## Supplied records
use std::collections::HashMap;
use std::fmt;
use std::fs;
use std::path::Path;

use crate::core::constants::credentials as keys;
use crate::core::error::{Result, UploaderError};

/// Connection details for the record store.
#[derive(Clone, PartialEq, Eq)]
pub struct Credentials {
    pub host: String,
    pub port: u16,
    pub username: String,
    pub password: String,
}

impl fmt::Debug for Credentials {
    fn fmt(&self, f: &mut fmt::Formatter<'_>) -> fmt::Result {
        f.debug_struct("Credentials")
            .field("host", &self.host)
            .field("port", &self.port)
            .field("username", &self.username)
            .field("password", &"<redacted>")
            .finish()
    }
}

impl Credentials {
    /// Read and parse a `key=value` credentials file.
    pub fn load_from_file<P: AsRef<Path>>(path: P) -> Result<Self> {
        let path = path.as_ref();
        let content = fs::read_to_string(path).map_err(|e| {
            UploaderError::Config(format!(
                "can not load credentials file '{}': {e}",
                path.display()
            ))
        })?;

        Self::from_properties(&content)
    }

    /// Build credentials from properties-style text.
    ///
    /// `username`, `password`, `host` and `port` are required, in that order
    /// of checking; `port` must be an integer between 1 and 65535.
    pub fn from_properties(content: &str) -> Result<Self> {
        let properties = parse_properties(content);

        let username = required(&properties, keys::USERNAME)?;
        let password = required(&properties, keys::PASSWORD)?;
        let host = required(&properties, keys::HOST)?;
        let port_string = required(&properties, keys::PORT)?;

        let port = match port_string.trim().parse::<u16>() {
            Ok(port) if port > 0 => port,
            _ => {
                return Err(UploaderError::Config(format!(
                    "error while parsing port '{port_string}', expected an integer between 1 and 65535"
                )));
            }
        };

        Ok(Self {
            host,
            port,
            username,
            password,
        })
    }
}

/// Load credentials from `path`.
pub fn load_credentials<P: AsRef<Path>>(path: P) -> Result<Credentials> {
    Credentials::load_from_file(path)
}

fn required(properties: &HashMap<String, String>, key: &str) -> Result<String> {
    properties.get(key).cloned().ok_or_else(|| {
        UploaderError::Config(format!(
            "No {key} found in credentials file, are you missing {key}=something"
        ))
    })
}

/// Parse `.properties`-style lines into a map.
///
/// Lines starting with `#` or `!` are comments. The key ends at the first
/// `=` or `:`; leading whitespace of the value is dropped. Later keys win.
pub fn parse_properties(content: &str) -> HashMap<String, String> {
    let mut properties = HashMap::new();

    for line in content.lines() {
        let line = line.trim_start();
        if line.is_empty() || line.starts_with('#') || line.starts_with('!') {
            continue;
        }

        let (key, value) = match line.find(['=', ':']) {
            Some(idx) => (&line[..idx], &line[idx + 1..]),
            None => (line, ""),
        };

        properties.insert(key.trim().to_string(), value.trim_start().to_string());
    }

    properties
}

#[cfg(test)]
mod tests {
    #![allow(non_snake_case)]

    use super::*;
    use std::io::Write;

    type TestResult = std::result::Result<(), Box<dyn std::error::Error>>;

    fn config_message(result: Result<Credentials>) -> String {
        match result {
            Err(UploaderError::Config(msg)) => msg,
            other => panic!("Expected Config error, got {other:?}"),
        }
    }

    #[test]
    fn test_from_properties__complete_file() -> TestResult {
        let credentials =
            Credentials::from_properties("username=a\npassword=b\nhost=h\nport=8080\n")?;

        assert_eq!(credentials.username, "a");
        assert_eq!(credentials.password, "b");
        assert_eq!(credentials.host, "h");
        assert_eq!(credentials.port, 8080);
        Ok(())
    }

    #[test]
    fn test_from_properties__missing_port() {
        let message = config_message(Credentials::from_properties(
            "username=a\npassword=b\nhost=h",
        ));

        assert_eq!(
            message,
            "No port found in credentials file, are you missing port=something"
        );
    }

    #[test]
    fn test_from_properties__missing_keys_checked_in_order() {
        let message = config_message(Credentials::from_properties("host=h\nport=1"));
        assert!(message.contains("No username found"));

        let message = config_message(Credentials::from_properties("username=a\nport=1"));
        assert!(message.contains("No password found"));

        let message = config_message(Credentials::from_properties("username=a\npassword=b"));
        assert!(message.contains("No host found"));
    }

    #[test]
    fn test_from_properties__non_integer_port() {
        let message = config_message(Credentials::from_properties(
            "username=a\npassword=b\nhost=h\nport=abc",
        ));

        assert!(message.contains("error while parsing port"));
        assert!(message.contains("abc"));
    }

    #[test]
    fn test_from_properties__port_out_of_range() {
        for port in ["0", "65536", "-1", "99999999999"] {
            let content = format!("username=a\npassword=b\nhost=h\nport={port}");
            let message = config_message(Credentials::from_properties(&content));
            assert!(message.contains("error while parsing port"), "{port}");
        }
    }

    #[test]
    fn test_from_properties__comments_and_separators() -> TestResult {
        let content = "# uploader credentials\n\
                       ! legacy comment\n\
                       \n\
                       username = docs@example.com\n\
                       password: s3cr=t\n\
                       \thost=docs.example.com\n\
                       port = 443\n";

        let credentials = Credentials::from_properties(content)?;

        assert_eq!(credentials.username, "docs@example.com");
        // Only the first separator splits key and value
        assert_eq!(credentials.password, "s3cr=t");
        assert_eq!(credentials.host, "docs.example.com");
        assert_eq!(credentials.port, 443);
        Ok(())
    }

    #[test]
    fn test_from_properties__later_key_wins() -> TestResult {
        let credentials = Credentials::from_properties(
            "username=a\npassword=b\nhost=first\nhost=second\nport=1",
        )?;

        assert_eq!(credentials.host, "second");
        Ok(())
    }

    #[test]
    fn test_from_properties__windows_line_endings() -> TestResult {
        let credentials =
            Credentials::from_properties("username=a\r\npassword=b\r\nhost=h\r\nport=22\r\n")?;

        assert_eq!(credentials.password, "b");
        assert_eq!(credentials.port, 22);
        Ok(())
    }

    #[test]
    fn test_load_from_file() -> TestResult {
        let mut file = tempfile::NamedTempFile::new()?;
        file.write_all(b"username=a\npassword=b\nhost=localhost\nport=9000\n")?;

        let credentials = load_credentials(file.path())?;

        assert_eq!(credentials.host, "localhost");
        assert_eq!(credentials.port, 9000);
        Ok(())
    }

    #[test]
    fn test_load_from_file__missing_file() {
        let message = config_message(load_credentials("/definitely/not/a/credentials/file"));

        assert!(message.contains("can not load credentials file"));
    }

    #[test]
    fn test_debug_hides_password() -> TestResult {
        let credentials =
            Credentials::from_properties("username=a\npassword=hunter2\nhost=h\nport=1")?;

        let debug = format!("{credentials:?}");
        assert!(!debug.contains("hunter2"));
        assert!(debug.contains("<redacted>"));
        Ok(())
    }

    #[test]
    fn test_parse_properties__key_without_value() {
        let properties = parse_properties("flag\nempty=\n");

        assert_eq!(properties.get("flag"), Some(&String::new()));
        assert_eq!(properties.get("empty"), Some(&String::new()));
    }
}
---
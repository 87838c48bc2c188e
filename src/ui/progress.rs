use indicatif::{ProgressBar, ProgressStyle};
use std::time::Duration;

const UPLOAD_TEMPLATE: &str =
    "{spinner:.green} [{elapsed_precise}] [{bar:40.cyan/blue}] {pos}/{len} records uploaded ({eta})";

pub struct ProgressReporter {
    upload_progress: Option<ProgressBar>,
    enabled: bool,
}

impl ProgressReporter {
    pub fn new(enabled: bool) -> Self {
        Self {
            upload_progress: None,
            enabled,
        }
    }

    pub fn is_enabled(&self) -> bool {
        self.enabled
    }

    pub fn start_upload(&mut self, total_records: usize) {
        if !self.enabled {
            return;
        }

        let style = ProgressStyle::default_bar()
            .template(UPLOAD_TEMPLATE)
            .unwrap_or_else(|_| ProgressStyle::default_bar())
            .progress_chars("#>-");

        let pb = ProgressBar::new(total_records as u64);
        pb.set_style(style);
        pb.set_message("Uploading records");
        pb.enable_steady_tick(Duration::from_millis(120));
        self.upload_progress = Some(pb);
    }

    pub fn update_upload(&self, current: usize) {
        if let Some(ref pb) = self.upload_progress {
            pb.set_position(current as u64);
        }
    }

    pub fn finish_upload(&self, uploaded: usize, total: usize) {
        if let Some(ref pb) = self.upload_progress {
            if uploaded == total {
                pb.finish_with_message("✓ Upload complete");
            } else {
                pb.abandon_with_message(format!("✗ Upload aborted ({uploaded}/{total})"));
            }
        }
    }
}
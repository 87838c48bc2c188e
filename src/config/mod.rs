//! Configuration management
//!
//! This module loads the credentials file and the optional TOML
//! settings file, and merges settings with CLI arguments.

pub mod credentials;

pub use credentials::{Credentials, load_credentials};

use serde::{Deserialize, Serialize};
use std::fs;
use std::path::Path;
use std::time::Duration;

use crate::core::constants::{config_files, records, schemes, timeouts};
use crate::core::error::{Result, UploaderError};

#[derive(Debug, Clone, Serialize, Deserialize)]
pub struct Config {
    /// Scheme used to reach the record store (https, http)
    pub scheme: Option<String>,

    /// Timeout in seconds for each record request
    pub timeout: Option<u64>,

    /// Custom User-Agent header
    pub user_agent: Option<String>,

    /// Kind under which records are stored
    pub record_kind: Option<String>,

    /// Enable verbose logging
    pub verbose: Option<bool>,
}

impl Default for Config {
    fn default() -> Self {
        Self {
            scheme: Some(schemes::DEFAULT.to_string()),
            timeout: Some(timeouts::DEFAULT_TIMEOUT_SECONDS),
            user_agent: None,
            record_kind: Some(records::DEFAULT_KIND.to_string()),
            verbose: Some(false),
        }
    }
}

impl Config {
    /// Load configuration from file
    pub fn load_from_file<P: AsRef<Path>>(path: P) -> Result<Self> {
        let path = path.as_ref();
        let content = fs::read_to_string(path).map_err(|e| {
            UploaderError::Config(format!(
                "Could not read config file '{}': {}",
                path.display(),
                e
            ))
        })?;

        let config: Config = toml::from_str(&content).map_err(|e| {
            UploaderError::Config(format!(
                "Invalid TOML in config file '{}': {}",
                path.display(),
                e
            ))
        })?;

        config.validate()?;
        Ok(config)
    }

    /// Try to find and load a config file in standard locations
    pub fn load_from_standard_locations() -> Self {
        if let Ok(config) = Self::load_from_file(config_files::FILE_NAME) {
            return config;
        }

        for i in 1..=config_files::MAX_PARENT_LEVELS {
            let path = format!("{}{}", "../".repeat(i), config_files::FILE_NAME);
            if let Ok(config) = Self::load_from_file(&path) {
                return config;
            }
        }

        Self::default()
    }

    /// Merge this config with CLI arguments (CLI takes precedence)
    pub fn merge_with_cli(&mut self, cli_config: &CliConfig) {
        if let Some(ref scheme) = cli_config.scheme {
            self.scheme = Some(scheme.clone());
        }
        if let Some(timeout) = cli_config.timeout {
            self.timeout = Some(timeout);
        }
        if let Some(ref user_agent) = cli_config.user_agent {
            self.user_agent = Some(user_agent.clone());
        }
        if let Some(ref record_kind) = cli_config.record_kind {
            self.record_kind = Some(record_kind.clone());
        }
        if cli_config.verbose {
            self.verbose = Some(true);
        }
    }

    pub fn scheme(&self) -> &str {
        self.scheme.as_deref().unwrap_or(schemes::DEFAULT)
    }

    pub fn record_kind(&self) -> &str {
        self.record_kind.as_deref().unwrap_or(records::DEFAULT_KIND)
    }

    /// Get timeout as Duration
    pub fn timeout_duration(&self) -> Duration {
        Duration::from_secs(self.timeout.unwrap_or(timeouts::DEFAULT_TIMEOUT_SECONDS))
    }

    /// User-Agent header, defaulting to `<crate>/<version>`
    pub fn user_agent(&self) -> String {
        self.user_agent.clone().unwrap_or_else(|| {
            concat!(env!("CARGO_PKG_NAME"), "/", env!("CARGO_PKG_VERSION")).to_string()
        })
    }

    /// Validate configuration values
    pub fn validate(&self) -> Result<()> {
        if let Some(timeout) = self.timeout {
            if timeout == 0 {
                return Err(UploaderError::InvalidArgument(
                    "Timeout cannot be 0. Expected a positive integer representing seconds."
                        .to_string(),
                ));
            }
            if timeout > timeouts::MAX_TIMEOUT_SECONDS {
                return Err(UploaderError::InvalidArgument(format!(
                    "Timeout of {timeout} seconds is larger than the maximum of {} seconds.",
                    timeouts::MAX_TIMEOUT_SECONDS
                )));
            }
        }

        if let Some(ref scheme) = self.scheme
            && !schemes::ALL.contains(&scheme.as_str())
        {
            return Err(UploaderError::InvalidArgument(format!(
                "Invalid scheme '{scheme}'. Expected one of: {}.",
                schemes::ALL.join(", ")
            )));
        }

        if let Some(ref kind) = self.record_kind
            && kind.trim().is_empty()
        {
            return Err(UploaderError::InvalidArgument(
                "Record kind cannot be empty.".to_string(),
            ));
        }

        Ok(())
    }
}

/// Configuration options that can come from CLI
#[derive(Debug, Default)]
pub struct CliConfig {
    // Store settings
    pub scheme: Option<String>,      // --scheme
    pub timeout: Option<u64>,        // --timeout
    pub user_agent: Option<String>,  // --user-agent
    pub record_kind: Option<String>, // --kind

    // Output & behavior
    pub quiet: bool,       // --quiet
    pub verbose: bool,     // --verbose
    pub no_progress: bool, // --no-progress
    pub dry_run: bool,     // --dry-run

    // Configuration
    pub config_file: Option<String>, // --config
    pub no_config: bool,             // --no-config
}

## Problem requirements
In the records above, find each line that mentions the word "docs", and copy it.

## Solution for this exercise
                       username = docs@example.com\n\
                       \thost=docs.example.com\n\
        assert_eq!(credentials.username, "docs@example.com");
        assert_eq!(credentials.host, "docs.example.com");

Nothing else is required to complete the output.